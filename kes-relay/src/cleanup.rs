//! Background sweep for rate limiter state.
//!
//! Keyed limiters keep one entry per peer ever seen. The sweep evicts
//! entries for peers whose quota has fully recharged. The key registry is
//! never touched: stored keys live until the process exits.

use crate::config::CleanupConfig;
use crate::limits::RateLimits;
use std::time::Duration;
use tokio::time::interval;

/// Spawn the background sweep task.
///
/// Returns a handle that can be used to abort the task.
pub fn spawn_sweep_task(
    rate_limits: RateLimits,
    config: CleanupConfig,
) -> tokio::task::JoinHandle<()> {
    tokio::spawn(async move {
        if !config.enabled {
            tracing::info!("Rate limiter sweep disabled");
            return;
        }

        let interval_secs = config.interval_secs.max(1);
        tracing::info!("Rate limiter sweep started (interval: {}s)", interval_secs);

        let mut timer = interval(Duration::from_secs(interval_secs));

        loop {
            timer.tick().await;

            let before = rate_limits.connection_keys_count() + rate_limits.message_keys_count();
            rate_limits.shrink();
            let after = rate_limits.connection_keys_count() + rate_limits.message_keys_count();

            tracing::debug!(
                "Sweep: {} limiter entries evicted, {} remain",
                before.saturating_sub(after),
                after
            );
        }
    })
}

• **BRIEF**: Emit only the final stretch of the records: the line containing "let interval_secs = config.interval_secs.max(1);" through the end, each line exactly as it stands.

• **TASK RESULT**:
        let interval_secs = config.interval_secs.max(1);
        tracing::info!("Rate limiter sweep started (interval: {}s)", interval_secs);

        let mut timer = interval(Duration::from_secs(interval_secs));

        loop {
            timer.tick().await;

            let before = rate_limits.connection_keys_count() + rate_limits.message_keys_count();
            rate_limits.shrink();
            let after = rate_limits.connection_keys_count() + rate_limits.message_keys_count();

            tracing::debug!(
                "Sweep: {} limiter entries evicted, {} remain",
                before.saturating_sub(after),
                after
            );
        }
    })
}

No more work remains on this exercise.